[Collected data entries]

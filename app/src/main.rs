use anyhow::{anyhow, Result};
use clap::{Parser, Subcommand};
use nfe_app::{commands, setup, ServiceError};
use serde::Serialize;
use std::path::PathBuf;
use std::process::ExitCode;
use tracing_subscriber::{layer::SubscriberExt, util::SubscriberInitExt};

#[derive(Parser)]
#[command(name = "nfe", version, about = "Issue, query and cancel NF-e / NFC-e invoices")]
struct Cli {
    /// Bearer token identifying the caller.
    #[arg(long, env = "NFE_TOKEN", global = true, hide_env_values = true)]
    token: Option<String>,

    #[command(subcommand)]
    command: Command,
}

#[derive(Subcommand)]
enum Command {
    /// Build a request file and print the document without sending it.
    Build { file: PathBuf },
    /// Issue one request file.
    Issue { file: PathBuf },
    /// Issue every `*.json` request under a folder.
    IssueDir { dir: PathBuf },
    /// Refresh an invoice status from the fiscal API.
    Status { invoice_id: String },
    Cancel {
        invoice_id: String,
        #[arg(long)]
        justification: String,
    },
    /// List your invoices, newest first.
    List,
    Settings {
        #[command(subcommand)]
        action: SettingsAction,
    },
}

#[derive(Subcommand)]
enum SettingsAction {
    Show,
    /// Set a dotted key, e.g. `provider.base_url`.
    Set { key: String, value: String },
    /// Store a secret (api_key, client_secret, jwt_secret) in the keychain.
    SetSecret { name: String, value: String },
    DeleteSecret { name: String },
}

fn init_tracing() {
    let env_filter = std::env::var("RUST_LOG").unwrap_or_else(|_| "info".to_string());
    tracing_subscriber::registry()
        .with(tracing_subscriber::EnvFilter::new(env_filter))
        .with(tracing_subscriber::fmt::layer().with_writer(std::io::stderr))
        .init();
}

fn print_json<T: Serialize>(value: &T) -> Result<()> {
    println!("{}", serde_json::to_string_pretty(value)?);
    Ok(())
}

fn require_token(token: Option<String>) -> Result<String> {
    token.ok_or_else(|| {
        anyhow!(ServiceError::Unauthenticated(
            "pass --token or set NFE_TOKEN".to_string()
        ))
    })
}

fn run_settings(action: SettingsAction) -> Result<()> {
    match action {
        SettingsAction::Show => print_json(&commands::get_settings()?),
        SettingsAction::Set { key, value } => print_json(&commands::update_setting(&key, &value)?),
        SettingsAction::SetSecret { name, value } => commands::set_secret(&name, &value),
        SettingsAction::DeleteSecret { name } => commands::delete_secret(&name),
    }
}

async fn run(cli: Cli) -> Result<()> {
    if let Command::Settings { action } = cli.command {
        return run_settings(action);
    }

    let cfg = config::load()?;
    let service = setup::open_service(&cfg)?;

    match cli.command {
        Command::Build { file } => print_json(&commands::build(&service, &file)?),
        Command::Issue { file } => {
            let token = require_token(cli.token)?;
            print_json(&commands::issue(&service, &token, &file).await?)
        }
        Command::IssueDir { dir } => {
            let token = require_token(cli.token)?;
            print_json(&commands::issue_dir(&service, &token, &dir).await?)
        }
        Command::Status { invoice_id } => {
            let token = require_token(cli.token)?;
            print_json(&commands::status(&service, &token, &invoice_id).await?)
        }
        Command::Cancel {
            invoice_id,
            justification,
        } => {
            let token = require_token(cli.token)?;
            print_json(&commands::cancel(&service, &token, &invoice_id, &justification).await?)
        }
        Command::List => {
            let token = require_token(cli.token)?;
            print_json(&commands::list(&service, &token).await?)
        }
        Command::Settings { .. } => Ok(()),
    }
}

#[tokio::main]
async fn main() -> ExitCode {
    init_tracing();
    let cli = Cli::parse();

    match run(cli).await {
        Ok(()) => ExitCode::SUCCESS,
        Err(err) => {
            let report = match err.downcast_ref::<ServiceError>() {
                Some(service_err) => serde_json::to_string_pretty(&service_err.report()),
                None => serde_json::to_string_pretty(&serde_json::json!({
                    "kind": "internal",
                    "message": format!("{err:#}"),
                })),
            };
            match report {
                Ok(text) => eprintln!("{text}"),
                Err(_) => eprintln!("{err:#}"),
            }
            ExitCode::FAILURE
        }
    }
}
//! Payment breakdown (`pag`).

use rust_decimal::Decimal;

use super::{DiagnosticKind, Diagnostics};
use crate::document::PaymentDetail;
use crate::models::{PaymentLine, PaymentMethod};

/// Payment lines pass through with their amounts untouched. An absent or
/// empty breakdown becomes a single cash line for the document total.
pub fn payment_lines(
    payments: Option<&[PaymentLine]>,
    total: Decimal,
    diags: &mut Diagnostics,
) -> Vec<PaymentDetail> {
    let lines = match payments {
        Some(lines) if !lines.is_empty() => lines,
        _ => {
            return vec![PaymentDetail {
                method: PaymentMethod::Cash.code().to_string(),
                amount: total,
            }]
        }
    };

    lines
        .iter()
        .enumerate()
        .map(|(index, line)| PaymentDetail {
            method: payment_method(&line.method, index, diags).code().to_string(),
            amount: line.amount,
        })
        .collect()
}

pub fn payment_method(raw: &str, index: usize, diags: &mut Diagnostics) -> PaymentMethod {
    PaymentMethod::from_code(raw).unwrap_or_else(|| {
        diags.warn(
            format!("payments[{index}].method"),
            DiagnosticKind::UnknownPaymentMethod,
            format!("payment method {raw:?} not recognized, using 99"),
        );
        PaymentMethod::Other
    })
}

__Problem to work on__.
Look above for the line containing "invoices, newest first." and the line containing "in the keychain.". Transcribe both, with the lines between them, exactly.

__Task response__.
    /// List your invoices, newest first.
    List,
    Settings {
        #[command(subcommand)]
        action: SettingsAction,
    },
}

#[derive(Subcommand)]
enum SettingsAction {
    Show,
    /// Set a dotted key, e.g. `provider.base_url`.
    Set { key: String, value: String },
    /// Store a secret (api_key, client_secret, jwt_secret) in the keychain.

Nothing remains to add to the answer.